Materials and Methods
From 1978, pregnant women with type 1 diabetes were enrolled prospectively in a program at the University of Cincinnati. The institutional review board approved the study, and patient informed consent was obtained before enrollment. The current study is a secondary analysis of that prospective interdisciplinary study of diabetes in pregnancy. We included pregnant women who enrolled before 14 weeks' gestation, had type 1 diabetes, White classification of B-RF, and at least two ophthalmologic examinations (one before 20 weeks and one in late pregnancy or up to 12 weeks postpartum).
Treatment of women in our program has been described.9 Each subject was supplied with a blood glucose reflectance meter and instructed to check blood glucose concentrations 4–8 times a day. Long-term glucose control was assessed by measurement of glycohemoglobin A1 concentrations at enrollment and each trimester. Management and goals of glycemic control were fasting and preprandial capillary blood glucose concentration below 100 mg/dL and a 90-minute post prandial capillary blood glucose concentration below 140 mg/dL. Daily insulin dosages were divided into three or four injections of short-acting and intermediate-acting insulin, and adjustments were made as needed. At enrollment, nephropathy was evaluated with 24-hour urine collection for quantitative estimations of proteinuria. Nephropathy was defined by proteinuria at least 500 mg/24-hour urine collection before 16 weeks' gestation.
Women were instructed to have ophthalmologic evaluations by one of two ophthalmologists at enrollment, every trimester, and at 6–12 weeks postpartum. For this analysis, an examination in early pregnancy (before 20 weeks) and during the third trimester or postpartum up to 12 weeks was required. Without a third-trimester evaluation (because of early delivery or noncompliance), a postpartum evaluation that showed progression of retinopathy beyond that of the initial evaluation was considered indicative of progression during pregnancy. The ophthalmologic examination included documentation with color photographs and fluorescein angiography (during nonpregnant state). Retinopathy was graded according to a predefined scale (grades 0–6).10 Progression of retinopathy was defined as its development in one or both eyes de novo, or upgrade from first or second trimester to third trimester or postpartum. Women with grade 6 retinopathy and previous photocoagulation who had changes that required repeat photocoagulation were classified as progressed in their retinopathy. The definitions for chronic hypertension and preeclampsia have been published.11
Neonatal outcome data included a ponderal index defined as the cubed root of body weight times 100 divided by height. To compare birth weights between groups, gestational age at delivery and chronic hypertension status were included in the model and an adjusted birth weights were compared.
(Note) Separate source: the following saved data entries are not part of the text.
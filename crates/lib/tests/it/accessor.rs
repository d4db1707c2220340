//! Tests for accessors driving derivation and updates, including a custom
//! accessor installed through the builder.

use fieldtree::{
    Accessor, TreeBuilder, Value,
    value::{Key, Set},
    list, map, new_tree,
};

/// Map lookups fall back to a case-insensitive match when the exact key is
/// absent; writes normalize the key to lowercase.
struct FoldedAccessor;

impl Accessor for FoldedAccessor {
    fn get(&self, container: &Value, key: &Key) -> Option<Value> {
        let map = container.as_map()?;
        let text = key.to_text();
        if let Some(value) = map.get(&text) {
            return Some(value.clone());
        }
        map.iter()
            .find(|(existing, _)| existing.eq_ignore_ascii_case(&text))
            .map(|(_, value)| value.clone())
    }

    fn set(&self, container: &Value, key: &Key, value: Value) -> Value {
        let folded = key.to_text().to_ascii_lowercase();
        match container.as_map() {
            Some(map) => {
                if map.get(&folded) == Some(&value) {
                    return container.clone();
                }
                let mut updated = map.clone();
                updated.insert(folded, value);
                Value::Map(updated)
            }
            None => {
                let mut map = fieldtree::value::Map::new();
                map.insert(folded, value);
                Value::Map(map)
            }
        }
    }
}

#[test]
fn custom_accessor_drives_derivation() {
    let root = TreeBuilder::new()
        .accessor(FoldedAccessor)
        .build(map! { "Name" => "Alice" })
        .unwrap();

    // The exact spelling is absent, but the folded lookup finds it.
    assert_eq!(root.at("name").unwrap().value(), "Alice");
}

#[test]
fn custom_accessor_drives_upward_writes() {
    let root = TreeBuilder::new()
        .accessor(FoldedAccessor)
        .build(map! {})
        .unwrap();

    root.at("NAME").unwrap().set_value("Bob").unwrap();

    let top = root.value();
    assert_eq!(top.as_map().unwrap().get("name").unwrap(), "Bob");
}

#[test]
fn default_accessor_indexes_maps_by_decimal_text() {
    let root = new_tree(map! { "0" => "zero" }).unwrap();
    assert_eq!(root.at(0usize).unwrap().value(), "zero");
}

#[test]
fn default_accessor_rejects_text_keys_on_lists() {
    let root = new_tree(map! { "items" => list![1, 2] }).unwrap();
    let child = root.at("items").unwrap().at("first").unwrap();
    assert_eq!(child.value(), Value::Null);
}

#[test]
fn set_elements_are_addressed_by_iteration_order() {
    let set = Set::from(vec![Value::from("a"), Value::from("b"), Value::from("c")]);
    let root = new_tree(map! { "tags" => set }).unwrap();

    let second = root.at("tags").unwrap().at(1usize).unwrap();
    assert_eq!(second.value(), "b");

    second.set_value("z").unwrap();
    let tags = root.at("tags").unwrap().value();
    let tags = tags.as_set().unwrap();
    assert_eq!(tags.index_of(&Value::from("z")), Some(1));
}

#[test]
fn replacing_a_set_element_with_a_duplicate_collapses_it() {
    let set = Set::from(vec![Value::from("a"), Value::from("b")]);
    let root = new_tree(map! { "tags" => set }).unwrap();

    // Rewriting "b" as "a" leaves a single "a".
    root.at("tags").unwrap().at(1usize).unwrap().set_value("a").unwrap();

    let tags = root.at("tags").unwrap().value();
    let tags = tags.as_set().unwrap();
    assert_eq!(tags.len(), 1);
    assert!(tags.contains(&Value::from("a")));
}
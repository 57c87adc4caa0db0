//! EKS cluster type schema definition

use std::time::Duration;

use nimbus_core::resource::Value;
use nimbus_core::schema::{AttributeSchema, AttributeType, BlockSchema, ResourceSchema, types};

use super::common;

pub const RESOURCE_TYPE: &str = "eks_cluster_type";

/// Time budget for a create call
pub const CREATE_TIMEOUT: Duration = Duration::from_secs(60 * 60);

/// Node disk sizes (GiB) accepted for EKS node pools
pub const ALLOWED_DISK_SIZES: &[i64] = &[
    20, 30, 40, 50, 60, 80, 100, 120, 150, 200, 250, 300, 400, 500, 1000,
];

pub fn validate_disk_size(size: i64) -> Result<(), String> {
    if ALLOWED_DISK_SIZES.contains(&size) {
        Ok(())
    } else {
        let allowed: Vec<String> = ALLOWED_DISK_SIZES.iter().map(|s| s.to_string()).collect();
        Err(format!(
            "disk_size {} is not supported, expected one of: {}",
            size,
            allowed.join(", ")
        ))
    }
}

/// EKS node disk size type
pub fn disk_size() -> AttributeType {
    AttributeType::Custom {
        name: "DiskSize".to_string(),
        base: Box::new(AttributeType::Int),
        validate: |value| match value {
            Value::Int(n) => validate_disk_size(*n),
            _ => Err("Expected integer".to_string()),
        },
    }
}

/// Node pool block
pub fn node_pool_block() -> BlockSchema {
    BlockSchema::new()
        .attribute(AttributeSchema::new("name", AttributeType::String).required())
        .attribute(AttributeSchema::new("instance_type", AttributeType::String).required())
        .attribute(AttributeSchema::new("disk_size", disk_size()).required())
        .attribute(AttributeSchema::new("security_groups", types::string_list()).required())
        .attribute(AttributeSchema::new("iam_role", AttributeType::String).required())
        .attribute(AttributeSchema::new("ssh_key_name", AttributeType::String))
        .attribute(AttributeSchema::new("ami_type", AttributeType::String))
        .attribute(AttributeSchema::new("image_id", AttributeType::String))
        .attribute(AttributeSchema::new("node_annotations", types::string_map()))
        .attribute(AttributeSchema::new("node_labels", types::string_map()))
}

pub fn schema() -> ResourceSchema {
    ResourceSchema::new(RESOURCE_TYPE)
        .with_description("Template for provider-managed EKS clusters and their node pools")
        .attribute(AttributeSchema::new("name", common::name()).required())
        .attribute(
            AttributeSchema::new("version", AttributeType::String)
                .required()
                .with_description("Kubernetes version"),
        )
        .attribute(
            AttributeSchema::new("credentials", AttributeType::String)
                .required()
                .with_description("Name of the CloudCredentials to provision with"),
        )
        .attribute(AttributeSchema::new("region", AttributeType::String).required())
        .attribute(AttributeSchema::new("vpc_id", AttributeType::String).required())
        .attribute(AttributeSchema::new("subnet_id", types::string_list()).required())
        .attribute(AttributeSchema::new("cluster_role_arn", AttributeType::String).required())
        .attribute(AttributeSchema::new("security_groups", types::string_list()).required())
        .attribute(AttributeSchema::new("log_types", types::string_list()))
        .attribute(AttributeSchema::new("enable_private_endpoint", AttributeType::Bool))
        .attribute(AttributeSchema::new("enable_secrets_encryption", AttributeType::Bool))
        .attribute(
            AttributeSchema::new("kms_key_arn", AttributeType::String)
                .with_description("KMS key used when enable_secrets_encryption is set"),
        )
        .attribute(AttributeSchema::new("enable_identity_provider", AttributeType::Bool))
        .attribute(AttributeSchema::new("system_metadata", types::string_map()))
        .attribute(
            AttributeSchema::new("allow_override_credentials", AttributeType::Bool)
                .with_default(Value::Bool(false)),
        )
        .attribute(AttributeSchema::new("cluster_field_override", types::string_map()))
        .attribute(AttributeSchema::new(
            "addons",
            types::block_list(common::addon_block()),
        ))
        .attribute(
            AttributeSchema::new("vault_auth", types::block_list(common::vault_auth_block()))
                .with_max_items(1),
        )
        .attribute(AttributeSchema::new("nodepools", types::block_list(node_pool_block())).required())
        .attribute(AttributeSchema::new("nodepool_field_override", types::string_map()))
}

#[cfg(test)]
mod tests {
    use super::*;
    use std::collections::HashMap;

    use nimbus_core::schema::TypeError;

    fn s(v: &str) -> Value {
        Value::String(v.to_string())
    }

    fn node_pool(disk_size: i64) -> Value {
        Value::Map(HashMap::from([
            ("name".to_string(), s("workers")),
            ("instance_type".to_string(), s("m5.large")),
            ("disk_size".to_string(), Value::Int(disk_size)),
            ("security_groups".to_string(), Value::List(vec![s("sg-1")])),
            ("iam_role".to_string(), s("arn:aws:iam::123:role/node")),
        ]))
    }

    fn valid_attributes() -> HashMap<String, Value> {
        HashMap::from([
            ("name".to_string(), s("c1")),
            ("version".to_string(), s("1.29")),
            ("credentials".to_string(), s("aws-prod")),
            ("region".to_string(), s("us-west-2")),
            ("vpc_id".to_string(), s("vpc-1")),
            ("subnet_id".to_string(), Value::List(vec![s("subnet-1")])),
            ("cluster_role_arn".to_string(), s("arn:aws:iam::123:role/eks")),
            ("security_groups".to_string(), Value::List(vec![s("sg-1")])),
            ("nodepools".to_string(), Value::List(vec![node_pool(20)])),
        ])
    }

    #[test]
    fn valid_configuration_passes() {
        assert!(schema().validate(&valid_attributes()).is_ok());
    }

    #[test]
    fn bad_name_is_rejected() {
        let mut attrs = valid_attributes();
        attrs.insert("name".to_string(), s("Bad_Name"));
        let errors = schema().validate(&attrs).unwrap_err();
        assert_eq!(errors.len(), 1);
        assert!(errors[0].to_string().contains("Bad_Name"));
    }

    #[test]
    fn disallowed_disk_size_is_rejected() {
        let mut attrs = valid_attributes();
        attrs.insert(
            "nodepools".to_string(),
            Value::List(vec![node_pool(20), node_pool(25)]),
        );
        let errors = schema().validate(&attrs).unwrap_err();
        assert_eq!(errors.len(), 1);
        let message = errors[0].to_string();
        assert!(message.contains("index 1"));
        assert!(message.contains("disk_size 25 is not supported"));
    }

    #[test]
    fn second_vault_auth_block_is_rejected() {
        let vault = Value::Map(HashMap::from([
            ("name".to_string(), s("vault")),
            ("path".to_string(), s("auth/c1")),
            ("addon_name".to_string(), s("vault-agent")),
            ("credentials_name".to_string(), s("vault-creds")),
        ]));

        let mut attrs = valid_attributes();
        attrs.insert("vault_auth".to_string(), Value::List(vec![vault.clone()]));
        assert!(schema().validate(&attrs).is_ok());

        attrs.insert("vault_auth".to_string(), Value::List(vec![vault.clone(), vault]));
        let errors = schema().validate(&attrs).unwrap_err();
        assert!(matches!(
            &errors[0],
            TypeError::TooManyItems { name, max: 1, got: 2 } if name == "vault_auth"
        ));
    }

    #[test]
    fn other_fields_are_only_type_checked() {
        let mut attrs = valid_attributes();
        attrs.insert("version".to_string(), s("not-a-version"));
        attrs.insert("kms_key_arn".to_string(), s("anything"));
        attrs.insert("log_types".to_string(), Value::List(vec![s("whatever")]));
        assert!(schema().validate(&attrs).is_ok());

        attrs.insert("enable_private_endpoint".to_string(), s("yes"));
        assert!(schema().validate(&attrs).is_err());
    }

    #[test]
    fn missing_nodepools_is_reported() {
        let mut attrs = valid_attributes();
        attrs.remove("nodepools");
        let errors = schema().validate(&attrs).unwrap_err();
        assert!(matches!(
            &errors[0],
            TypeError::MissingRequired { name } if name == "nodepools"
        ));
    }
}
Data were analyzed with SAS (SAS Institute, Inc., Cary, NC). χ2 test was used for categorical variables. t test or Wilcoxon rank-sum was used to compare ordinal and continuous variables depending on normality assumption. A logistic regression model was used for multivariable associations with reduced fetal growth. Independent variables significant at P < .15 were considered for initial inclusion in the logistic model. A general linear modeling procedure was used to analyze the effect of retinal change on growth alteration. P < .05 was considered statistically significant.
There were 522 pregnancies in women with type 1 diabetes. One hundred forty women were excluded because the pregnancy did not extend beyond 20 weeks' gestation, 82 were excluded because they did not enroll before 14 weeks' gestation, and 95 were excluded because they did not have at least two ophthalmologic examinations. Two hundred five pregnancies met inclusion criteria, and development or progression of retinopathy occurred in 59 (29%). Advanced White classification was associated with increased progression (P = .001). Rates of progression in women with class B, C, D, and F-RF were 3 (5%), 14 (23%), 24 (41%), and 18 (30%), respectively. The eighteen subjects in the progression group with White classification F-RF included 12 women with nephropathy (alone or with proliferative retinopathy). Among 12 with retinopathy, two had infants that were small for gestational age (SGA) and seven had infants with low birth weight. Maternal characteristics for the two groups are presented in Table 1. Women in the progression group were more likely to be younger at diagnosis of diabetes (P = .01) and have preeclampsia (P = .01). There was no difference between groups in cesarean or preterm birth rates before 34 and 37 weeks' gestation. Entry and first-trimester blood glycohemoglobin A1 concentrations were higher, and magnitude of their decrease from first to second trimester was greater in women with progression of retinopathy (Table 2). A summary of changes in retinopathy in our population is given in Table 3. The median week for the early ophthalmologic examination was the 11th week with an interquartile range of the eighth to 15th weeks. The median week for the late examination was the 32nd week with an interquartile range of the 27th to 36th weeks. The median week for the postpartum eye examination was the sixth week with an interquartile range of 3–8 weeks. There were 70 subjects who did not have postpartum ophthalmologic examinations.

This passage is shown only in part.